(Stored items)
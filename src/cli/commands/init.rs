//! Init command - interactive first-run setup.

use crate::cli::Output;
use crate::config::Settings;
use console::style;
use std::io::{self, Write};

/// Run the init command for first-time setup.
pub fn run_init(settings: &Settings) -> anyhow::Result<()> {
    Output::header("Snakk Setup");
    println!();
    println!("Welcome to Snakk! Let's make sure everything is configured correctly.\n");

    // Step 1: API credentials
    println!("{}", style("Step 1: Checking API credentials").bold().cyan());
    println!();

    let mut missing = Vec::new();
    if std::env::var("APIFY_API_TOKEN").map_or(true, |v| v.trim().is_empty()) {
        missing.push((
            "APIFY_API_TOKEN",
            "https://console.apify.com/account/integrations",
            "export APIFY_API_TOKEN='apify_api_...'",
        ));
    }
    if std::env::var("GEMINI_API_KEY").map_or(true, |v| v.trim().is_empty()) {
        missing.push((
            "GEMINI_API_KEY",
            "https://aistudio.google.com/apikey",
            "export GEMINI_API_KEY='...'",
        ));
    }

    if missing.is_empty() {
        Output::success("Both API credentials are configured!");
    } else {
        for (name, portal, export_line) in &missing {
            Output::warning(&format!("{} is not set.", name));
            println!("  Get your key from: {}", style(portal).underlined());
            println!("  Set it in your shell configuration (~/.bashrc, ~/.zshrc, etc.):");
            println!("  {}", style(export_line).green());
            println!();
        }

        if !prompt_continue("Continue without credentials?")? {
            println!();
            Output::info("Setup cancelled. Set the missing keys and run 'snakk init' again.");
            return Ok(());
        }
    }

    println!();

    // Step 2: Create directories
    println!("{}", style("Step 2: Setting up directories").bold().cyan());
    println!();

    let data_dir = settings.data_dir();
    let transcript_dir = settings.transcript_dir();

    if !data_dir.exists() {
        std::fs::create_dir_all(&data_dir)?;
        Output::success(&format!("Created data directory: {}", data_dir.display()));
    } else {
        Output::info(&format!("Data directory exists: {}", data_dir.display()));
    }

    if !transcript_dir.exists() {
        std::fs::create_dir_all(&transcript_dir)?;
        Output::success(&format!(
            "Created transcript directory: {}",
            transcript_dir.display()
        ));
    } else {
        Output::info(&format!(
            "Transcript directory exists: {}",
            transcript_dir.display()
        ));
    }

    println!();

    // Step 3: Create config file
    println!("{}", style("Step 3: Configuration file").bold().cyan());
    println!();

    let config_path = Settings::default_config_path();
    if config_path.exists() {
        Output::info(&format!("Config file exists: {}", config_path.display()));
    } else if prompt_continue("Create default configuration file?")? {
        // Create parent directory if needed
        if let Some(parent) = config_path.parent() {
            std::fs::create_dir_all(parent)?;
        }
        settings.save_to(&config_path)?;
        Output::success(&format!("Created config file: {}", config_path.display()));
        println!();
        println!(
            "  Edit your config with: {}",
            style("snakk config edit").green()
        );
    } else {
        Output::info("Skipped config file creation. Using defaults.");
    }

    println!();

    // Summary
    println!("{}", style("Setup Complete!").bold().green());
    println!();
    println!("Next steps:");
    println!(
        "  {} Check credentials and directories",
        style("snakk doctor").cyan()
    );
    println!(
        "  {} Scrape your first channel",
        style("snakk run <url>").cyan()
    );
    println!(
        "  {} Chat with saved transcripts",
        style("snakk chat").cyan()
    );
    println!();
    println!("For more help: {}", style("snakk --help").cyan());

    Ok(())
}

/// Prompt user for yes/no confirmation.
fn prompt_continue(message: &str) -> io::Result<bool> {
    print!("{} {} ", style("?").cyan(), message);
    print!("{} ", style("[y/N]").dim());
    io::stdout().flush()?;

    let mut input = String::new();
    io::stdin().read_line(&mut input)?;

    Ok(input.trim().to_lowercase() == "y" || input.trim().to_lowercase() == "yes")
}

| What you will do |
Pull every line containing "display" from the data.

| Result for this exercise |
        Output::success(&format!("Created data directory: {}", data_dir.display()));
        Output::info(&format!("Data directory exists: {}", data_dir.display()));
            transcript_dir.display()
            transcript_dir.display()
        Output::info(&format!("Config file exists: {}", config_path.display()));
        Output::success(&format!("Created config file: {}", config_path.display()));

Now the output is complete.